Wednesday, January 21, 2009

Massaging Vegas

Day three in Vegas.  Wow I'm so over this.  Ready to go home now.

I saw Ed Bagley Jr. today. Speaking of brushes with fame, or a close proximity to fame anyway, we stood shoulder to shoulder in a convention center bathroom.  I can only assume he was there to speak on his green activities and his show.  Not in the bathroom mind you, but at the convention somewhere.  So, anyway, I've got that going for me.   

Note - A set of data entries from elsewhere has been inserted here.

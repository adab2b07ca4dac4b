use std::{
    collections::HashMap,
    net::SocketAddr,
    time::Duration,
};

use log::{debug, info, trace, warn};

use dawn_shared::{
    messages::{read_packet, ClientMessage, ServerMessage},
    sequence_greater_than, BitReader, ClientId, EntityId, EntityType, NetRole, RepError,
    RpcDirection,
};

use crate::{
    config::NetConfig,
    error::{ProtocolError, TransportError},
    events::{ConnectFailure, ConnectionFailedEvent, DisconnectedFromServerEvent, JoinServerEvent},
    net::{connection::Connection, pipeline::build_entity, CNetData, Tick},
    transport::PacketSender,
};

#[derive(Debug, Clone, Copy, PartialEq, Eq)]
pub(crate) enum ClientPhase {
    Connecting,
    Connected,
    Disconnected,
}

/// Client half of a `NetInstance`: the server connection and the entities
/// materialized from it
pub(crate) struct ClientSide {
    phase: ClientPhase,
    server: Connection<ClientMessage>,
    client_id: Option<ClientId>,
    connect_started: Duration,
    last_connect_attempt: Option<Duration>,
    /// Replicated entities and the sequence of the last update applied
    entities: HashMap<EntityId, Option<u16>>,
    /// Destroyed entities and when the last destroy for each arrived, kept
    /// until late spawns and updates can no longer be in flight
    destroyed: HashMap<EntityId, Duration>,
}

impl ClientSide {
    pub fn new(server: SocketAddr, now: Duration) -> Self {
        Self {
            phase: ClientPhase::Connecting,
            server: Connection::new(server, now),
            client_id: None,
            connect_started: now,
            last_connect_attempt: None,
            entities: HashMap::new(),
            destroyed: HashMap::new(),
        }
    }

    pub fn phase(&self) -> ClientPhase {
        self.phase
    }

    pub fn client_id(&self) -> Option<ClientId> {
        self.client_id
    }

    pub fn is_replicated(&self, entity: EntityId) -> bool {
        self.entities.contains_key(&entity)
    }

    fn lose_server(&mut self, tick: &mut Tick<'_>) {
        if self.phase == ClientPhase::Connected {
            self.phase = ClientPhase::Disconnected;
            tick.events.push(DisconnectedFromServerEvent);
        }
    }

    fn fail_connect(&mut self, tick: &mut Tick<'_>, reason: ConnectFailure) {
        if self.phase == ClientPhase::Connecting {
            warn!("connection to {} failed: {:?}", self.server.address(), reason);
            self.phase = ClientPhase::Disconnected;
            tick.events.push(ConnectionFailedEvent { reason });
        }
    }

    pub fn receive(&mut self, tick: &mut Tick<'_>, from: SocketAddr, payload: &[u8]) {
        if from != self.server.address() || self.phase == ClientPhase::Disconnected {
            trace!("ignoring packet from {}", from);
            return;
        }
        let messages = match read_packet::<ServerMessage>(tick.config.protocol_id, payload) {
            Ok(messages) => messages,
            Err(error) => {
                self.protocol_error(tick, error.into());
                return;
            }
        };
        self.server.mark_received(tick.now);

        for message in messages {
            if self.phase == ClientPhase::Disconnected {
                break;
            }
            if let Err(error) = self.handle_message(tick, message) {
                self.protocol_error(tick, error);
            }
        }
    }

    fn protocol_error(&mut self, tick: &mut Tick<'_>, error: ProtocolError) {
        warn!("dropped message from server: {}", error);
        if self
            .server
            .record_protocol_error(tick.config.max_protocol_errors)
        {
            warn!("leaving server: too many protocol errors");
            let connected = self.phase == ClientPhase::Connected;
            self.disconnect(tick.sender, tick.config, tick.now);
            if connected {
                tick.events.push(DisconnectedFromServerEvent);
            }
        }
    }

    fn handle_message(
        &mut self,
        tick: &mut Tick<'_>,
        message: ServerMessage,
    ) -> Result<(), ProtocolError> {
        if self.phase == ClientPhase::Connecting {
            match message {
                ServerMessage::ConnectAccept { client } => {
                    info!("joined {} as {}", self.server.address(), client);
                    self.phase = ClientPhase::Connected;
                    self.client_id = Some(client);
                    tick.events.push(JoinServerEvent { client });
                }
                ServerMessage::ConnectReject { reason } => {
                    self.fail_connect(tick, ConnectFailure::Rejected(reason));
                }
                _ => trace!("ignoring message before accept"),
            }
            return Ok(());
        }

        match message {
            ServerMessage::ConnectAccept { .. }
            | ServerMessage::ConnectReject { .. }
            | ServerMessage::Heartbeat => {}
            ServerMessage::Disconnect => {
                info!("server {} closed the connection", self.server.address());
                self.lose_server(tick);
            }
            ServerMessage::EntitySpawn {
                entity,
                entity_type,
                role,
                fingerprint,
                state,
            } => self.handle_spawn(tick, entity, entity_type, role, fingerprint, &state)?,
            ServerMessage::EntityUpdate {
                entity,
                sequence,
                delta,
            } => self.handle_update(tick, entity, sequence, &delta)?,
            ServerMessage::EntityDestroy { entity } => {
                if self.entities.remove(&entity).is_some() {
                    debug!("destroying replicated {}", entity);
                    tick.scene.destroy_entity(entity);
                }
                self.destroyed.insert(entity, tick.now);
                self.server.queue(ClientMessage::DestroyAck { entity });
            }
            ServerMessage::Rpc {
                entity,
                index,
                args,
            } => self.handle_rpc(tick, entity, index, &args)?,
        }
        Ok(())
    }

    fn handle_spawn(
        &mut self,
        tick: &mut Tick<'_>,
        entity: EntityId,
        entity_type: EntityType,
        role: NetRole,
        fingerprint: u64,
        state: &[u8],
    ) -> Result<(), ProtocolError> {
        if entity.is_local() || !role.is_proxy() {
            return Err(ProtocolError::InvalidSpawn { entity, role });
        }
        if self.destroyed.contains_key(&entity) {
            trace!("ignoring late spawn of destroyed {}", entity);
            return Ok(());
        }
        if self.entities.contains_key(&entity) {
            // our ack was lost
            self.server.queue(ClientMessage::SpawnAck { entity });
            return Ok(());
        }

        let id = build_entity(tick.pipeline, tick.scene, Some(entity), entity_type, role)?;
        let owner = match role {
            NetRole::AuthoritativeProxy => self.client_id,
            _ => None,
        };
        if let Err(error) = Self::apply_spawn(tick, id, role, owner, fingerprint, state) {
            tick.scene.destroy_entity(id);
            return Err(error);
        }

        debug!("spawned replicated {} of type {} as {:?}", id, entity_type, role);
        self.entities.insert(id, None);
        self.server.queue(ClientMessage::SpawnAck { entity });
        Ok(())
    }

    fn apply_spawn(
        tick: &mut Tick<'_>,
        id: EntityId,
        role: NetRole,
        owner: Option<ClientId>,
        fingerprint: u64,
        state: &[u8],
    ) -> Result<(), ProtocolError> {
        let target = tick
            .scene
            .entity_mut(id)
            .ok_or(ProtocolError::UnknownEntity { entity: id })?;
        let net_data = target
            .component_mut::<CNetData>()
            .ok_or(ProtocolError::UnknownEntity { entity: id })?;
        net_data.set_role(role);
        net_data.set_owner(owner);
        let layout = net_data.layout().clone();
        if layout.fingerprint() != fingerprint {
            return Err(RepError::LayoutMismatch {
                local: layout.fingerprint(),
                received: fingerprint,
            }
            .into());
        }
        layout.read_full(target, &mut BitReader::new(state))?;
        Ok(())
    }

    fn handle_update(
        &mut self,
        tick: &mut Tick<'_>,
        entity: EntityId,
        sequence: u16,
        delta: &[u8],
    ) -> Result<(), ProtocolError> {
        if self.destroyed.contains_key(&entity) {
            return Ok(());
        }
        let last = self
            .entities
            .get_mut(&entity)
            .ok_or(ProtocolError::UnknownEntity { entity })?;
        if last.is_some_and(|last| !sequence_greater_than(sequence, last)) {
            trace!("dropping stale update {} for {}", sequence, entity);
            return Ok(());
        }

        let target = tick
            .scene
            .entity_mut(entity)
            .ok_or(ProtocolError::UnknownEntity { entity })?;
        let layout = target
            .component::<CNetData>()
            .map(|net_data| net_data.layout().clone())
            .ok_or(ProtocolError::UnknownEntity { entity })?;
        layout.read_delta(target, &mut BitReader::new(delta))?;

        *last = Some(sequence);
        self.server
            .queue(ClientMessage::UpdateAck { entity, sequence });
        Ok(())
    }

    fn handle_rpc(
        &mut self,
        tick: &mut Tick<'_>,
        entity: EntityId,
        index: u16,
        args: &[u8],
    ) -> Result<(), ProtocolError> {
        if self.destroyed.contains_key(&entity) {
            trace!("dropping RPC {} for destroyed {}", index, entity);
            return Ok(());
        }
        if !self.entities.contains_key(&entity) {
            return Err(ProtocolError::UnknownEntity { entity });
        }
        let target = tick
            .scene
            .entity_mut(entity)
            .ok_or(ProtocolError::UnknownEntity { entity })?;
        let layout = target
            .component::<CNetData>()
            .map(|net_data| net_data.layout().clone())
            .ok_or(ProtocolError::UnknownEntity { entity })?;
        let permitted = layout
            .rpc(usize::from(index))
            .is_some_and(|rpc| rpc.direction() == RpcDirection::Client);
        if !permitted {
            return Err(ProtocolError::RpcNotPermitted { entity, index });
        }
        layout.invoke_rpc(usize::from(index), target, args)?;
        Ok(())
    }

    /// Forgets destroyed entities older than `retention`
    fn forget_destroyed(&mut self, now: Duration, retention: Duration) {
        self.destroyed
            .retain(|_, destroyed_at| now.saturating_sub(*destroyed_at) < retention);
    }

    pub fn update(&mut self, tick: &mut Tick<'_>) {
        self.forget_destroyed(tick.now, tick.config.disconnection_timeout);
        match self.phase {
            ClientPhase::Connecting => {
                if tick.now.saturating_sub(self.connect_started) >= tick.config.connect_timeout {
                    self.fail_connect(tick, ConnectFailure::TimedOut);
                    return;
                }
                let retry = self.last_connect_attempt.map_or(true, |sent| {
                    tick.now.saturating_sub(sent) >= tick.config.connect_retry_interval
                });
                if retry {
                    trace!("sending connect to {}", self.server.address());
                    self.server.queue(ClientMessage::Connect);
                    self.last_connect_attempt = Some(tick.now);
                }
            }
            ClientPhase::Connected => {
                if self
                    .server
                    .timed_out(tick.now, tick.config.disconnection_timeout)
                {
                    warn!("server {} timed out", self.server.address());
                    self.lose_server(tick);
                    return;
                }
                if self
                    .server
                    .heartbeat_due(tick.now, tick.config.heartbeat_interval)
                {
                    self.server.queue(ClientMessage::Heartbeat);
                }
            }
            ClientPhase::Disconnected => return,
        }

        if let Err(error) = self.server.flush(tick.sender, tick.config, tick.now) {
            self.on_send_error(tick, error);
        }
    }

    fn on_send_error(&mut self, tick: &mut Tick<'_>, error: TransportError) {
        match self.phase {
            ClientPhase::Connecting => self.fail_connect(tick, ConnectFailure::Transport(error)),
            ClientPhase::Connected => self.lose_server(tick),
            ClientPhase::Disconnected => {}
        }
    }

    /// Queues an RPC for the server
    pub fn queue_rpc(&mut self, entity: EntityId, index: u16, args: Vec<u8>) {
        self.server.queue(ClientMessage::Rpc {
            entity,
            index,
            args,
        });
    }

    /// Leaves the server, telling it if we got as far as connecting
    pub fn disconnect(&mut self, sender: &dyn PacketSender, config: &NetConfig, now: Duration) {
        if self.phase == ClientPhase::Disconnected {
            return;
        }
        info!("leaving {}", self.server.address());
        self.server.queue(ClientMessage::Disconnect);
        let _ = self.server.flush(sender, config, now);
        self.phase = ClientPhase::Disconnected;
    }
}
use dawn_serde::{BitReader, BitWrite, Serde, SerdeErr, UnsignedInteger};

use crate::EntityId;

/// Messages sent from a client to the server
#[derive(Debug, Clone, PartialEq, Eq)]
pub enum ClientMessage {
    Connect,
    Disconnect,
    Heartbeat,
    SpawnAck {
        entity: EntityId,
    },
    UpdateAck {
        entity: EntityId,
        sequence: u16,
    },
    DestroyAck {
        entity: EntityId,
    },
    Rpc {
        entity: EntityId,
        index: u16,
        args: Vec<u8>,
    },
}

impl ClientMessage {
    fn kind(&self) -> u8 {
        match self {
            ClientMessage::Connect => 0,
            ClientMessage::Disconnect => 1,
            ClientMessage::Heartbeat => 2,
            ClientMessage::SpawnAck { .. } => 3,
            ClientMessage::UpdateAck { .. } => 4,
            ClientMessage::DestroyAck { .. } => 5,
            ClientMessage::Rpc { .. } => 6,
        }
    }
}

impl Serde for ClientMessage {
    fn ser(&self, writer: &mut dyn BitWrite) {
        UnsignedInteger::<3>::new(self.kind()).ser(writer);
        match self {
            ClientMessage::Connect | ClientMessage::Disconnect | ClientMessage::Heartbeat => {}
            ClientMessage::SpawnAck { entity } | ClientMessage::DestroyAck { entity } => {
                entity.ser(writer);
            }
            ClientMessage::UpdateAck { entity, sequence } => {
                entity.ser(writer);
                sequence.ser(writer);
            }
            ClientMessage::Rpc {
                entity,
                index,
                args,
            } => {
                entity.ser(writer);
                index.ser(writer);
                args.ser(writer);
            }
        }
    }

    fn de(reader: &mut BitReader) -> Result<Self, SerdeErr> {
        let kind = UnsignedInteger::<3>::de(reader)?.get();
        let message = match kind {
            0 => ClientMessage::Connect,
            1 => ClientMessage::Disconnect,
            2 => ClientMessage::Heartbeat,
            3 => ClientMessage::SpawnAck {
                entity: EntityId::de(reader)?,
            },
            4 => ClientMessage::UpdateAck {
                entity: EntityId::de(reader)?,
                sequence: u16::de(reader)?,
            },
            5 => ClientMessage::DestroyAck {
                entity: EntityId::de(reader)?,
            },
            6 => ClientMessage::Rpc {
                entity: EntityId::de(reader)?,
                index: u16::de(reader)?,
                args: Vec::<u8>::de(reader)?,
            },
            _ => {
                return Err(SerdeErr::InvalidValue {
                    type_name: "ClientMessage",
                })
            }
        };
        Ok(message)
    }
}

My feet are killing me from standing on the show floor all day.  Could use a good massage. Easy right?  Heck, you can't swing a dead cat in Vegas without hitting a massage parlor.  Surely with all these massage parlors about a guy could find someone qualified and licensed to deal with my problem.  Vegas, by the way, has more massage "therapists" per capita than anywhere else in the world.  Every strip mall on every corner boasts at least one fine upstanding massage establishment.  Why between the convention center and my hotel, a drive of less than two miles, I counted 17, and that's just by casual observation.   As an aside, the Coalition of Asian Chambers of Commerce send a hearty thank you to the fine people of Las Vegas for single handedly finding a source of employment for half the expat female population of from Jakarta, Bangkok, Kuala Lumpur, and Ho Chi Mihn City.  Matter of fact, I'm not sure you can own an establishment if you're not of Asian lineage or at least put the word Asian somewhere on the marquee, but I digress.  Relax people.  I did not seek remedy from my podiatry predicament in any such place.  I choose life thank you.

This morning I saw three what I'll term "orthodox" Jews, with the black suits and shoes, yamakas, curly-ques hanging from their temples, white linen sashes with tassels around their wastes, playing the slots.  I keep waiting to see a southern Baptist and Mormon whooping it up at the no limit poker table swilling Jack black label and then I will have officially seen everything.

Did I tell you there's half naked vampire chicks at our hotel?  Not even kidding. Saturday can't come soon enough gentle readers.


1 comment:

Bev H said...

Oh my. We may be headed to Vegas in March for a business trip - a location, mind you, which I have successfully avoided like the plague for my entire life. Anyway, I just KNEW I didn't feel right about breaking out my vampire chick get-up. Now I'm going to have to buy something new...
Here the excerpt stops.